Stored data >>
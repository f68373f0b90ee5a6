//! ngviz — dependency graph model and symbol identity resolution for
//! Angular application visualizations

pub mod logging;

pub use ngviz_core::*;
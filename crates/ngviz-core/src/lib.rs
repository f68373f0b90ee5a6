//! ngviz core — dependency graph schema and symbol identity resolution

pub mod config;
pub mod error;
pub mod graph;
pub mod identity;
pub mod model;
pub mod symbols;


#[cfg(test)]
pub mod test_utils;

pub use config::Config;
pub use error::{ConfigError, UnknownDiscriminant};
pub use identity::{
    ANGULAR_PATH_SEGMENT, IdentityResolver, MatchFn, Membership, PathMatcher, PathSegment,
    ProviderKey, provider_id, provider_name, symbol_id,
};
pub use model::{
    Direction, Edge, Graph, Layout, Metadata, Node, StringPair, SymbolKind, SymbolType, Theme,
    Themes, VisualizationConfig,
};
pub use symbols::{ProviderMeta, ProviderToken, Subject, SymbolLike, SymbolRef, TokenIdentifier, is_truthy};
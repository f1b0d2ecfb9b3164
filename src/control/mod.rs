/// 闭环控制 (Closed-loop control)
///
/// - Centering: 目标中心 → 归一化误差
/// - Mapper:    归一化误差 → 角度增量 (增益 + 死区)
pub mod centering;
pub mod mapper;

pub use centering::{compute_error, CenteringError};
pub use mapper::{axis_delta, map_delta};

Problem description >>
Print the lines of the entries, exactly, from the one containing "repository f1b0d2ecfb9b3164" down to the final line, and leave out all the others.

Answer for the task >>
repository f1b0d2ecfb9b3164
filename src/control/mod.rs
/// 闭环控制 (Closed-loop control)
///
/// - Centering: 目标中心 → 归一化误差
/// - Mapper:    归一化误差 → 角度增量 (增益 + 死区)
pub mod centering;
pub mod mapper;

pub use centering::{compute_error, CenteringError};
pub use mapper::{axis_delta, map_delta};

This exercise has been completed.